= Task requirements =
Pull every line that includes the word "dump" from the data.

──────── Data shown ────────

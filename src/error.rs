//! Library errors.
//!
//! Every failure carries a single user-visible diagnostic message; the
//! exact wording is part of the library's compatibility contract, so
//! `Display` renders the message verbatim with no decoration.

use std::fmt;

/// An error raised while parsing a plural-rule expression or loading a
/// MO catalogue.
#[derive(Debug, Clone, PartialEq, Eq)]
pub enum Error {
    /// Plural-rule expression did not parse. `pos` is the zero-based
    /// byte offset into the expression at which the fault was detected.
    PluralRules { message: String, pos: usize },
    /// The MO file is structurally malformed.
    Format { message: String },
    /// The MO file could not be read from disk.
    Io { message: String },
}

pub type Result<T> = std::result::Result<T, Error>;

impl Error {
    pub fn plural_rules(message: impl Into<String>, pos: usize) -> Self {
        Error::PluralRules {
            message: message.into(),
            pos,
        }
    }

    pub fn format(message: impl Into<String>) -> Self {
        Error::Format {
            message: message.into(),
        }
    }

    pub fn io(message: impl Into<String>) -> Self {
        Error::Io {
            message: message.into(),
        }
    }

    /// The diagnostic message.
    pub fn message(&self) -> &str {
        match self {
            Error::PluralRules { message, .. } => message,
            Error::Format { message } => message,
            Error::Io { message } => message,
        }
    }
}

impl fmt::Display for Error {
    fn fmt(&self, f: &mut fmt::Formatter<'_>) -> fmt::Result {
        f.write_str(self.message())
    }
}

impl std::error::Error for Error {}
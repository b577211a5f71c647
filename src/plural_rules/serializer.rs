/**
 * Plural Rules Serializer
 *
 * Renders an AST as its canonical fully-parenthesized infix form, e.g.
 * `((n%10)==1)`. The output is stable: re-parsing a dump yields an AST
 * with an identical dump.
 */
use super::ast::PlfNode;

/// Serialize an AST to its canonical string form.
pub fn serialize(node: &PlfNode) -> String {
    match node {
        PlfNode::Literal(v) => v.to_string(),
        PlfNode::Variable => "n".to_string(),
        PlfNode::Binary { op, a, b } => {
            format!("({}{}{})", serialize(a), op.as_str(), serialize(b))
        }
        PlfNode::TerCond { a, b, c } => {
            format!("({}?{}:{})", serialize(a), serialize(b), serialize(c))
        }
    }
}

────────

= Solution for this task =
 * `((n%10)==1)`. The output is stable: re-parsing a dump yields an AST
 * with an identical dump.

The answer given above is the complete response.